In recent testimony before a U.S. Senate panel, Mitch Daniels, one time governor of Indiana, director of the Office of Management and Budget and now president of Purdue University, shared his thoughts on how public-private partnerships( P3s) can be a major component of strategies to solve national infrastructure problems.
While testifying before the U.S. Senate Finance Committee on his state’s effective use of P3s to build infrastructure projects, Daniels offered several pieces of advice on how ensure their efficacy. He urged Congress to encourage states’ use of P3s to finance upgrades to existing assets, not just to fund new construction, and as a way of generating revenue. He also urged Congress to allow states to continue to carry debt on tax exempt bonds that were issued to fund new construction when entering into a P3 to expand or improve that project. Currently, states must pay off the debt or finance it as taxable bonds at a potentially higher interest rate, he pointed out.
Daniels called on states to invest revenues from P3 infrastructure projects in similar projects rather than spending it on current government operations. He also encouraged the federal government to change and expand programs that permit states to charge tolls on new, expanded or reconstructed interstate facilities in order to pay for infrastructure projects and attract partners that would be willing to bear most or all of the financial risk.
As governor, Daniels used the $3.8 billion sale of a 75-year lease for the Indiana Toll Road to fund a 10-year initiative, now in its ninth year, to build more than 100 new infrastructure projects and more than 1,000 bridges. “We became the only state in the union to have a fully-funded, 10-year infrastructure plan that required no new taxes and no new debt,” said Daniels. (Credit AP).
The state also put $500 million into a permanent trust fund to finance future projects. Under the toll road sale — which, in the state’s hands, was valued at no more than $1.92 billion because of the cost to the state to collect the tolls — the private partner agreed to upgrade, maintain and operate the road and be paid through the tolls it collected. The partner also agreed to expand lanes, add electric tolling and make other improvements valued at an additional $450 million. To prevent taxpayers from bearing a burden, the tolls were to remain at 1985 rates for passenger cars for 10 years and rate increases were limited to inflation, GDP growth or 2 percent.
The poor economy reduced the road’s anticipated use and the private operator of the toll road, which had to absorb the loss, declared bankruptcy last year; another firm stepped in to purchase the lease.
Daniels described two other successful P3 infrastructure projects that the state negotiated during his tenure as governor. The Ohio River Bridges project started out as a joint Indiana-Kentucky venture to be paid for with state and federal funds.

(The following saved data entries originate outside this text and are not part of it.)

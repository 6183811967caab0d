//! Watering algorithm configuration.
//!
//! All tunable parameters for the irrigation controller. Values can be
//! overridden remotely (MQTT config message) and persist across power
//! cycles via NVS; see the configuration store for the locking and
//! persistence contract.
//!
//! Moisture thresholds are kept in raw ADC counts internally. The remote
//! protocol speaks normalized ratios instead, converted through the
//! calibration constants below.

use serde::{Deserialize, Serialize};

use core::fmt;

/// ADC counts read with the moisture probe dry, in air.
pub const MOISTURE_DRY_COUNTS: u16 = 720;
/// ADC counts read with the probe submerged in a glass of water.
pub const MOISTURE_WET_COUNTS: u16 = 2616;

/// Raw ADC counts → normalized moisture ratio (0.0 = dry calibration
/// point, 1.0 = wet). Readings outside the calibrated span map outside
/// [0, 1].
pub fn ratio_from_raw(raw: u16) -> f32 {
    (f32::from(raw) - f32::from(MOISTURE_DRY_COUNTS))
        / f32::from(MOISTURE_WET_COUNTS - MOISTURE_DRY_COUNTS)
}

/// Normalized moisture ratio → raw ADC counts (truncating, like the
/// calibration macro this mirrors).
pub fn raw_from_ratio(ratio: f32) -> u16 {
    (ratio * f32::from(MOISTURE_WET_COUNTS - MOISTURE_DRY_COUNTS)
        + f32::from(MOISTURE_DRY_COUNTS)) as u16
}

/// Why a candidate configuration failed the sanity check.
#[derive(Debug, Clone, Copy, PartialEq, Eq)]
pub enum ConfigInvariant {
    /// `low_moisture < watered_moisture <= high_moisture` violated.
    ThresholdOrder,
    /// A period field is zero, or a remote update carried a period that
    /// does not fit the stored 16-bit seconds field.
    PeriodRange,
}

impl fmt::Display for ConfigInvariant {
    fn fmt(&self, f: &mut fmt::Formatter<'_>) -> fmt::Result {
        match self {
            Self::ThresholdOrder => {
                write!(f, "thresholds must satisfy low < watered <= high")
            }
            Self::PeriodRange => write!(f, "periods must be within 1..=65535 seconds"),
        }
    }
}

/// Durable irrigation parameters.
///
/// This is the only record that is ever serialized to NVS; runtime
/// status lives in [`crate::fsm::context::IrrigationStatus`] and always
/// starts fresh after a reboot.
#[derive(Debug, Clone, Copy, PartialEq, Eq, Serialize, Deserialize)]
pub struct IrrigationConfig {
    // --- Moisture thresholds (raw ADC counts) ---
    /// Below this the soil counts as dry (DRYING → DRY_HOLD).
    pub low_moisture: u16,
    /// Watering cycles continue until the soil rises back above this.
    pub watered_moisture: u16,
    /// At or above this the soil is saturated (PUMP_DELAY → WET_HOLD).
    pub high_moisture: u16,

    // --- Timing (seconds) ---
    /// Interval between sensor polls.
    pub polling_period_s: u16,
    /// Pump burst length within a watering cycle.
    pub pump_on_period_s: u16,
    /// Soak time between pump bursts.
    pub pump_off_period_s: u16,
    /// Dwell after saturation before returning to DRYING.
    pub wet_hold_period_s: u16,
    /// Dry confirmation dwell before watering starts.
    pub dry_hold_period_s: u16,
}

impl Default for IrrigationConfig {
    fn default() -> Self {
        Self {
            low_moisture: raw_from_ratio(0.80),
            watered_moisture: raw_from_ratio(0.92),
            high_moisture: raw_from_ratio(0.93),
            polling_period_s: 10,
            pump_on_period_s: 1,
            pump_off_period_s: 59,
            wet_hold_period_s: 30 * 60,
            dry_hold_period_s: 5 * 60,
        }
    }
}

impl IrrigationConfig {
    /// Sanity check shared by the remote protocol and the NVS load path.
    pub fn validate(&self) -> Result<(), ConfigInvariant> {
        if !(self.low_moisture < self.watered_moisture
            && self.watered_moisture <= self.high_moisture)
        {
            return Err(ConfigInvariant::ThresholdOrder);
        }
        if self.polling_period_s == 0
            || self.pump_on_period_s == 0
            || self.pump_off_period_s == 0
            || self.wet_hold_period_s == 0
            || self.dry_hold_period_s == 0
        {
            return Err(ConfigInvariant::PeriodRange);
        }
        Ok(())
    }
}
//! Unified error types for the irrigation firmware.
//!
//! A single `Error` enum that every subsystem converts into, keeping the
//! control loop's error handling uniform. All variants are `Copy` so they
//! can be passed through the protocol handler and service without
//! allocation.

use core::fmt;

use crate::app::ports::StorageError;
use crate::config::ConfigInvariant;

// ---------------------------------------------------------------------------
// Top-level firmware error
// ---------------------------------------------------------------------------

/// Every fallible operation in the firmware funnels into this type.
#[derive(Debug, Clone, Copy, PartialEq, Eq)]
pub enum Error {
    /// Inbound protocol payload could not be decoded.
    Parse(ParseError),
    /// Payload decoded but the candidate configuration is invalid.
    Validation(ConfigInvariant),
    /// Durable-store write/commit failure.
    Persistence(StorageError),
    /// A communication subsystem failed.
    Comms(CommsError),
    /// Peripheral initialisation failed.
    Init(&'static str),
}

impl fmt::Display for Error {
    fn fmt(&self, f: &mut fmt::Formatter<'_>) -> fmt::Result {
        match self {
            Self::Parse(e) => write!(f, "parse: {e}"),
            Self::Validation(e) => write!(f, "validation: {e}"),
            Self::Persistence(e) => write!(f, "persistence: {e}"),
            Self::Comms(e) => write!(f, "comms: {e}"),
            Self::Init(msg) => write!(f, "init: {msg}"),
        }
    }
}

// ---------------------------------------------------------------------------
// Protocol parse errors
// ---------------------------------------------------------------------------

/// How an inbound configuration payload failed to decode. The two cases
/// map to distinct rejection replies on the wire.
#[derive(Debug, Clone, Copy, PartialEq, Eq)]
pub enum ParseError {
    /// Payload is not valid JSON at all.
    MalformedJson,
    /// Valid JSON, but the `config` object is absent or its fields are
    /// missing or mistyped.
    WrongShape,
}

impl fmt::Display for ParseError {
    fn fmt(&self, f: &mut fmt::Formatter<'_>) -> fmt::Result {
        match self {
            Self::MalformedJson => write!(f, "payload is not valid JSON"),
            Self::WrongShape => write!(f, "missing or mistyped config fields"),
        }
    }
}

impl From<ParseError> for Error {
    fn from(e: ParseError) -> Self {
        Self::Parse(e)
    }
}

impl From<ConfigInvariant> for Error {
    fn from(e: ConfigInvariant) -> Self {
        Self::Validation(e)
    }
}

impl From<StorageError> for Error {
    fn from(e: StorageError) -> Self {
        Self::Persistence(e)
    }
}

// ---------------------------------------------------------------------------
// Communications errors
// ---------------------------------------------------------------------------

#[derive(Debug, Clone, Copy, PartialEq, Eq)]
pub enum CommsError {
    WifiConnectFailed,
    MqttStartFailed,
    MqttSubscribeFailed,
    MqttPublishFailed,
}

impl fmt::Display for CommsError {
    fn fmt(&self, f: &mut fmt::Formatter<'_>) -> fmt::Result {
        match self {
            Self::WifiConnectFailed => write!(f, "WiFi connect failed"),
            Self::MqttStartFailed => write!(f, "MQTT client start failed"),
            Self::MqttSubscribeFailed => write!(f, "MQTT subscribe failed"),
            Self::MqttPublishFailed => write!(f, "MQTT publish failed"),
        }
    }
}

impl From<CommsError> for Error {
    fn from(e: CommsError) -> Self {
        Self::Comms(e)
    }
}

// ---------------------------------------------------------------------------
// Convenience Result alias
// ---------------------------------------------------------------------------

/// Firmware-wide `Result` alias.
pub type Result<T> = core::result::Result<T, Error>;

When both legislatures decided to permit P3s as a financing option, Indiana negotiated an availability payment P3 for one of the bridges through which a private partner would finance, build and maintain the bridge for 35 years. The states would set and collect the tolls, using the revenue to compensate the private partners. The cost of building the bridge, which is scheduled for completion next year, will be $225 million less — a 23 percent savings — than the original estimate, reported Daniels. “Most importantly, over the next 50 years, the project is expected to generate an average of 15,000 jobs a year and a total of $30 billion in personal income and $87 billion in economic output for the region.” (Credit AP).
Another project was the Cline Avenue Bridge, which had been condemned due to structural weaknesses in 2009. The state negotiated a P3 that called for the private partner to fully finance the construction of a replacement bridge, with no risk to the government, invest $3 million in improvements to a state road leading to it and return a share of all toll revenue to the local community. Carefully devised P3 agreements like this can protect taxpayers from incurring the risks inherent in big infrastructure projects funded and conducted by the state, Daniels said.
By: Martin J. Milita, Jr. Esq., Sr. Director.